*Work task*. Note each line in the data holding the string "reqwest" and report it.

Source data:
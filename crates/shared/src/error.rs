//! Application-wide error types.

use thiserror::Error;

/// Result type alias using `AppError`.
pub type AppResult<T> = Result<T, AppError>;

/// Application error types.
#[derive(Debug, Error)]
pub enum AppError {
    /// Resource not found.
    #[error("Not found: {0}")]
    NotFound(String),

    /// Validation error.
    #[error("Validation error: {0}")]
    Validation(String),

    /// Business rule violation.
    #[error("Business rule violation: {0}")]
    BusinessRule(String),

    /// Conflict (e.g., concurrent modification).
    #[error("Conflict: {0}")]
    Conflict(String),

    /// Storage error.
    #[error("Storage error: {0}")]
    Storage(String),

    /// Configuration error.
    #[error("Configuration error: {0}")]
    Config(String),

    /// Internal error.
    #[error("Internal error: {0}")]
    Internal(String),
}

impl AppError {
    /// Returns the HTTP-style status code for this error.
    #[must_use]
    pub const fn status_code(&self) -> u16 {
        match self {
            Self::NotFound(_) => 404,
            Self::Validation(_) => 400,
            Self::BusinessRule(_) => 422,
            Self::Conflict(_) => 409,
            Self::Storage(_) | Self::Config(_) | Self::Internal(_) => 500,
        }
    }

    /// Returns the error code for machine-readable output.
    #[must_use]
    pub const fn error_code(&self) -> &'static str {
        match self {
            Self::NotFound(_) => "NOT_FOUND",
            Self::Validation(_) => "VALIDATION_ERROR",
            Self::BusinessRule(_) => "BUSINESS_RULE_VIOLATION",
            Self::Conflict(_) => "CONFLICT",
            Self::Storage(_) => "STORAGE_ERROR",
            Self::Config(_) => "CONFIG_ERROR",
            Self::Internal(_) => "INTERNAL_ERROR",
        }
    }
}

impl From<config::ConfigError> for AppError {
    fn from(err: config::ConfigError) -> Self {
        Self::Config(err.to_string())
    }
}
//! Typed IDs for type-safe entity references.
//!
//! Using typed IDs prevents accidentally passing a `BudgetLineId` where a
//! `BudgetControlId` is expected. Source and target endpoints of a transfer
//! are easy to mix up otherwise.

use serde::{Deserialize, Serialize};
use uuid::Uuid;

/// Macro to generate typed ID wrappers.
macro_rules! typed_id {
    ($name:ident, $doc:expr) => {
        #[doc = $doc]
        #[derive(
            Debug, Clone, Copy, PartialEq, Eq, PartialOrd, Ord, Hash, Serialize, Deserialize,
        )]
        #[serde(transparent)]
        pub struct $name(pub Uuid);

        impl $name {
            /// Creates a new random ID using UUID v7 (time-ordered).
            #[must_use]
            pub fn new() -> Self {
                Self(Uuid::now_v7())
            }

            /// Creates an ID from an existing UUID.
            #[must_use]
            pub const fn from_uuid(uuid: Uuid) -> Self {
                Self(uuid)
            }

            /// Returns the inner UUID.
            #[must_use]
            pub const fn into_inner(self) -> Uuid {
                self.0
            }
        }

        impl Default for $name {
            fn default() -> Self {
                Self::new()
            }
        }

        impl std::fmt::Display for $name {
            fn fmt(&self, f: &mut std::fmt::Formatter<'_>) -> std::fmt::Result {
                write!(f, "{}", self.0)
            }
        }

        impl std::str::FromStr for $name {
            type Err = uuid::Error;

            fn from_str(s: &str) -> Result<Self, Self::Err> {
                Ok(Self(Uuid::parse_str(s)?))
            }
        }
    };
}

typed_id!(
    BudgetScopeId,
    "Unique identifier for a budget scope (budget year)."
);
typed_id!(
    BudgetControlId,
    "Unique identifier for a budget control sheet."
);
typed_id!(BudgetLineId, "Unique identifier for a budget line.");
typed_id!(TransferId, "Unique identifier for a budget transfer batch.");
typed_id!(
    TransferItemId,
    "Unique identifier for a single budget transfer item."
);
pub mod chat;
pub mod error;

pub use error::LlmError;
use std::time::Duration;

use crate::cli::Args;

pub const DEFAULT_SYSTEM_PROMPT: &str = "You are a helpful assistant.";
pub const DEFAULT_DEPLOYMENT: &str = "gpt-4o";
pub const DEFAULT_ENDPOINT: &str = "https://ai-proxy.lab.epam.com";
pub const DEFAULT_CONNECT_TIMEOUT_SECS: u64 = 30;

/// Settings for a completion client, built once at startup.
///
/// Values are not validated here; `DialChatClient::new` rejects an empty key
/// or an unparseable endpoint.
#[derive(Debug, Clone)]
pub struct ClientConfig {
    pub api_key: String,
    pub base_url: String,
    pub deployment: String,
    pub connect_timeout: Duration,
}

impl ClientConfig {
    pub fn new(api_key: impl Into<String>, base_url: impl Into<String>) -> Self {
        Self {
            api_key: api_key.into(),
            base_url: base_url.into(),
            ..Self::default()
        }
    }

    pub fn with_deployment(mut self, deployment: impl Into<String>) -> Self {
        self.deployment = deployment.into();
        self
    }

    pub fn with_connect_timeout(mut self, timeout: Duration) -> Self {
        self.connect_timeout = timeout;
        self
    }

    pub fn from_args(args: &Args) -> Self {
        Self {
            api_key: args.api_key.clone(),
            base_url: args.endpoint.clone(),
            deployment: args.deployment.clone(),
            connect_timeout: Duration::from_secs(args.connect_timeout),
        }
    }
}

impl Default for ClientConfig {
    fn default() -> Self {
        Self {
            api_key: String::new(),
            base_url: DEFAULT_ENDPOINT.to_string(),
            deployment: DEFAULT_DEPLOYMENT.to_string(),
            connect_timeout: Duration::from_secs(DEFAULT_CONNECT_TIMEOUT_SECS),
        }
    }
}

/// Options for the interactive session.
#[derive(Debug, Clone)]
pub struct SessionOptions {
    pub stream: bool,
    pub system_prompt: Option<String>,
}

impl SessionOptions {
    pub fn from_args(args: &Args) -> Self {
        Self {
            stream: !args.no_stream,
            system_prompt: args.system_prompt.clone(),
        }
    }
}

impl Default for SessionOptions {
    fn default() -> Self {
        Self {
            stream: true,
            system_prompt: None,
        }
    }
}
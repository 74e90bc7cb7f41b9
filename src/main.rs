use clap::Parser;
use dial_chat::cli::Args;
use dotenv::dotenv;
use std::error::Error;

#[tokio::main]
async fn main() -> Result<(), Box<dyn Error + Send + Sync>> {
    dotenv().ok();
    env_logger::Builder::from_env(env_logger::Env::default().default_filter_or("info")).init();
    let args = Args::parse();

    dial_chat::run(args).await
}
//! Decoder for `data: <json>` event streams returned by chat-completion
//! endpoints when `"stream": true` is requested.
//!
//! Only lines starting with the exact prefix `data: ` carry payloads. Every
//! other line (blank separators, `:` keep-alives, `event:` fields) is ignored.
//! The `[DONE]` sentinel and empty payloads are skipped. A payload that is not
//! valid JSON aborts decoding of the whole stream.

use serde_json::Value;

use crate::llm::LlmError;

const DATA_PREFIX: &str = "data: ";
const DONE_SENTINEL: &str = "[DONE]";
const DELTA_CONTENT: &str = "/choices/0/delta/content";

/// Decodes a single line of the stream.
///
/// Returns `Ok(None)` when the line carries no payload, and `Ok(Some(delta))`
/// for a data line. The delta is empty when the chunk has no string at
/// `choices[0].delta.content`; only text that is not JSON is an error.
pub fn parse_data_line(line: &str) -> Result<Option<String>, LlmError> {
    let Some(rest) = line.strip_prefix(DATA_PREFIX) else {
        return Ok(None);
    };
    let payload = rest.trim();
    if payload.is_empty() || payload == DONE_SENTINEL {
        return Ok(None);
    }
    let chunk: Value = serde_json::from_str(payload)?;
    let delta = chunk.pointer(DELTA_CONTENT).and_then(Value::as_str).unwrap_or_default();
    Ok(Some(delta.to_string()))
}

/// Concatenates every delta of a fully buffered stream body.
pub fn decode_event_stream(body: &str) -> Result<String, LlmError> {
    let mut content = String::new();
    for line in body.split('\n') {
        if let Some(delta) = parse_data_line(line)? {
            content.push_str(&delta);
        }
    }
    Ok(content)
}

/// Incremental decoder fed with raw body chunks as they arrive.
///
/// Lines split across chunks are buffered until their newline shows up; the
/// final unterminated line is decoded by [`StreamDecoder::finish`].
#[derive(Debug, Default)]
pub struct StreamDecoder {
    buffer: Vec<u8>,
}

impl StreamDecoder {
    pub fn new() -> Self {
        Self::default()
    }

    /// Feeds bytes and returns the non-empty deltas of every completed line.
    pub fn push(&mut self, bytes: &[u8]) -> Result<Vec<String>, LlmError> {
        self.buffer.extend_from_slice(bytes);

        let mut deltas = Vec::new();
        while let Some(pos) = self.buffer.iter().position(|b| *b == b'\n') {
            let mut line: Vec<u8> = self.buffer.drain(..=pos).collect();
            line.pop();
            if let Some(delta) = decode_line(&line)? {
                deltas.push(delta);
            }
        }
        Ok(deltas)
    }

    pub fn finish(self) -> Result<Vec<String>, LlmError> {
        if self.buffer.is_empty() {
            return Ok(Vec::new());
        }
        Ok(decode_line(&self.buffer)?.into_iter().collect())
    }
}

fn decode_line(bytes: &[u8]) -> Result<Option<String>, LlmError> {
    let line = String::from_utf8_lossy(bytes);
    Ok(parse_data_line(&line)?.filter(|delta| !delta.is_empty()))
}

* * *

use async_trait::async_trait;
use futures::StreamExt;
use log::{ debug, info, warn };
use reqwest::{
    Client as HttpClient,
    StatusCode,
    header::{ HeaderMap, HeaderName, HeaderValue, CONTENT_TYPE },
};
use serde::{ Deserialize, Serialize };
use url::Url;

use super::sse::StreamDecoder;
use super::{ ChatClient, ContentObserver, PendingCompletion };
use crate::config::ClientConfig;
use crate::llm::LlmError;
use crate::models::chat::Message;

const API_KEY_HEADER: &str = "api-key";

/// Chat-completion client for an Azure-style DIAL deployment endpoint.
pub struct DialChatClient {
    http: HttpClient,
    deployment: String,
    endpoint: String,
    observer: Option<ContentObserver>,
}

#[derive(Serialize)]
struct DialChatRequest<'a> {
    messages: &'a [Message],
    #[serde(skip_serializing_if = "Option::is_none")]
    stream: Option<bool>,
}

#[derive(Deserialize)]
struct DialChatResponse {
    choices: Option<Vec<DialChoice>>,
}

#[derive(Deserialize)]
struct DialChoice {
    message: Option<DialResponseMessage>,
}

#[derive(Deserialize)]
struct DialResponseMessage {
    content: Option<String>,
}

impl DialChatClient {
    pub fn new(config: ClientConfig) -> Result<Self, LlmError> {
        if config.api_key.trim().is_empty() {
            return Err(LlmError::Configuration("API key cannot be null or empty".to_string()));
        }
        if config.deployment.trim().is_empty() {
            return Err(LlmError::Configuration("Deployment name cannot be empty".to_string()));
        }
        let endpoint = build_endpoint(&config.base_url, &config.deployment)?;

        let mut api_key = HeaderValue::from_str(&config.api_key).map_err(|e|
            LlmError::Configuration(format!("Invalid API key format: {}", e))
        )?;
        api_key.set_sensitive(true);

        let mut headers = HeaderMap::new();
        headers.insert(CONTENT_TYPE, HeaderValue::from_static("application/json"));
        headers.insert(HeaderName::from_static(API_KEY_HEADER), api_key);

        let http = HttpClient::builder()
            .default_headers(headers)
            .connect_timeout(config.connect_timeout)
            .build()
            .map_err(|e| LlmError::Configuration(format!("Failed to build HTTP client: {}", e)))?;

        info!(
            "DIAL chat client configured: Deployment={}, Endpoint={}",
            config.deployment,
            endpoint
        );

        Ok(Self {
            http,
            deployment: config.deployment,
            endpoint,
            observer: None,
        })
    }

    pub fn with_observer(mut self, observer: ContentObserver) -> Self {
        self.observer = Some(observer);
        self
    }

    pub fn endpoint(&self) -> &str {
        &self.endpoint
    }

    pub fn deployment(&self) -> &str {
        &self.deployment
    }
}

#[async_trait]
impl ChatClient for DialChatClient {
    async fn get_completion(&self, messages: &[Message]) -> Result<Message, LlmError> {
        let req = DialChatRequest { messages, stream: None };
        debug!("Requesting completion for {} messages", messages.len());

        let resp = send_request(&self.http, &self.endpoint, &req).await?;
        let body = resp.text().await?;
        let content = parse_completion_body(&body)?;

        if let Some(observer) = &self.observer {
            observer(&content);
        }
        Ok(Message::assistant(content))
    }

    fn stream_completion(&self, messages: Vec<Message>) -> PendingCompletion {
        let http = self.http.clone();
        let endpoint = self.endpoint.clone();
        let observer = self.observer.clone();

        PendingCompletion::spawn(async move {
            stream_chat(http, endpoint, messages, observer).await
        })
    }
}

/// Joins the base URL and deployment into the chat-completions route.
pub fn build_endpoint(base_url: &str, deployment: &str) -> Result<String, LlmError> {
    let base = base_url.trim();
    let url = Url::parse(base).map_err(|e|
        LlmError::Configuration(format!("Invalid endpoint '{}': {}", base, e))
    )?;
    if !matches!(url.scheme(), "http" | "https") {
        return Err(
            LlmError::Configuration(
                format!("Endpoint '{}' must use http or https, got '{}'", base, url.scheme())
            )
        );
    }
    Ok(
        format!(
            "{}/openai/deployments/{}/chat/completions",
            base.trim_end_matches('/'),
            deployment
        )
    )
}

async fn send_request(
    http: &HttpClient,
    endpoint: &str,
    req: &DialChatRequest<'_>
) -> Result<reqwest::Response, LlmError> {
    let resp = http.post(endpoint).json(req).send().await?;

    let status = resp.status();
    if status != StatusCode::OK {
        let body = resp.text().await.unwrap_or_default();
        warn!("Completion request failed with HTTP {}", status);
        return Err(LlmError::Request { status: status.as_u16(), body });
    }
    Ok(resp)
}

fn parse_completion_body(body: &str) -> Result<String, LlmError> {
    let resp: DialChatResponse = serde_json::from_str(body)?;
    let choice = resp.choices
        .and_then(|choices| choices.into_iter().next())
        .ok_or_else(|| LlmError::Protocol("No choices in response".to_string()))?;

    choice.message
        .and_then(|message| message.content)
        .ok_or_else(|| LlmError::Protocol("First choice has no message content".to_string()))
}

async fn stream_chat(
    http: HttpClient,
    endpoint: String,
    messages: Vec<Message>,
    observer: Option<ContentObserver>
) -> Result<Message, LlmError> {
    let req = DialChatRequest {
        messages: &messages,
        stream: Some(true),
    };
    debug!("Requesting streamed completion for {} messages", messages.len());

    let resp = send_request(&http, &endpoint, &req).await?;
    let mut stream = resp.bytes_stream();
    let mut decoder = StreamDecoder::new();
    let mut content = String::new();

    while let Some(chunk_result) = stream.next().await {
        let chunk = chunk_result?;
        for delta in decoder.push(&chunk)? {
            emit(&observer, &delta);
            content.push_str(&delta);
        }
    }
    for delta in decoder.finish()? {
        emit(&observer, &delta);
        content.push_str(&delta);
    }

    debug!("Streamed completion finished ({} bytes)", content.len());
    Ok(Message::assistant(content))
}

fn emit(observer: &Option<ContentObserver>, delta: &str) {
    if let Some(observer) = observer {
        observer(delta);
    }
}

*Exercise output*.
use reqwest::{
) -> Result<reqwest::Response, LlmError> {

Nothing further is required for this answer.